For each record here, output an exact copy.

- Opening Delimiter -

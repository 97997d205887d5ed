//! # Error Types
//!
//! Domain-specific error types for bodega-core.
//!
//! ## Error Hierarchy
//! ```text
//! ┌─────────────────────────────────────────────────────────────────────────┐
//! │                         Error Types                                     │
//! │                                                                         │
//! │  bodega-core errors (this file)                                        │
//! │  └── ValidationError  - Input validation failures                      │
//! │                                                                         │
//! │  bodega-store errors (separate crate)                                  │
//! │  └── StoreError       - Storage failures, NotFound, Conflict,          │
//! │                         InvalidCredentials                             │
//! │                                                                         │
//! │  Flow: ValidationError → StoreError → UI layer → user message          │
//! └─────────────────────────────────────────────────────────────────────────┘
//! ```
//!
//! ## Design Principles
//! 1. Use `thiserror` for derive macros (not manual impl)
//! 2. Include context in error messages (field name, limits)
//! 3. Errors are enum variants, never String
//! 4. Each error variant maps to a user-facing message

use thiserror::Error;

/// Input validation errors.
///
/// These errors occur when user input doesn't meet requirements.
/// They are raised before any write reaches the store, so a failed
/// validation never leaves partial state behind.
#[derive(Debug, Error)]
pub enum ValidationError {
    /// A required field is missing or blank.
    #[error("{field} is required")]
    Required { field: String },

    /// Field value is too short.
    #[error("{field} must be at least {min} characters")]
    TooShort { field: String, min: usize },

    /// Field value is too long.
    #[error("{field} must be at most {max} characters")]
    TooLong { field: String, max: usize },

    /// Value must be strictly positive.
    #[error("{field} must be positive")]
    MustBePositive { field: String },

    /// Invalid format (e.g., malformed email, forbidden characters).
    #[error("{field} has invalid format: {reason}")]
    InvalidFormat { field: String, reason: String },

    /// Two fields that must agree do not (password confirmation).
    #[error("{field} does not match")]
    Mismatch { field: String },
}

/// Result type for validation operations.
pub type ValidationResult<T> = Result<T, ValidationError>;

// =============================================================================
// Unit Tests
// =============================================================================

- Closing Delimiter -

Exercise result:
repository 97997d205887d5ed
//! # Error Types
//!
//! Domain-specific error types for bodega-core.
//!
//! ## Error Hierarchy
//! ```text
//! ┌─────────────────────────────────────────────────────────────────────────┐
//! │                         Error Types                                     │
//! │                                                                         │
//! │  bodega-core errors (this file)                                        │
//! │  └── ValidationError  - Input validation failures                      │
//! │                                                                         │
//! │  bodega-store errors (separate crate)                                  │
//! │  └── StoreError       - Storage failures, NotFound, Conflict,          │
//! │                         InvalidCredentials                             │
//! │                                                                         │
//! │  Flow: ValidationError → StoreError → UI layer → user message          │
//! └─────────────────────────────────────────────────────────────────────────┘
//! ```
//!
//! ## Design Principles
//! 1. Use `thiserror` for derive macros (not manual impl)
//! 2. Include context in error messages (field name, limits)
//! 3. Errors are enum variants, never String
//! 4. Each error variant maps to a user-facing message

use thiserror::Error;

/// Input validation errors.
///
/// These errors occur when user input doesn't meet requirements.
/// They are raised before any write reaches the store, so a failed
/// validation never leaves partial state behind.
#[derive(Debug, Error)]
pub enum ValidationError {
    /// A required field is missing or blank.
    #[error("{field} is required")]
    Required { field: String },

    /// Field value is too short.
    #[error("{field} must be at least {min} characters")]
    TooShort { field: String, min: usize },

    /// Field value is too long.
    #[error("{field} must be at most {max} characters")]
    TooLong { field: String, max: usize },

    /// Value must be strictly positive.
    #[error("{field} must be positive")]
    MustBePositive { field: String },

    /// Invalid format (e.g., malformed email, forbidden characters).
    #[error("{field} has invalid format: {reason}")]
    InvalidFormat { field: String, reason: String },

    /// Two fields that must agree do not (password confirmation).
    #[error("{field} does not match")]
    Mismatch { field: String },
}

/// Result type for validation operations.
pub type ValidationResult<T> = Result<T, ValidationError>;

// =============================================================================
// Unit Tests
// =============================================================================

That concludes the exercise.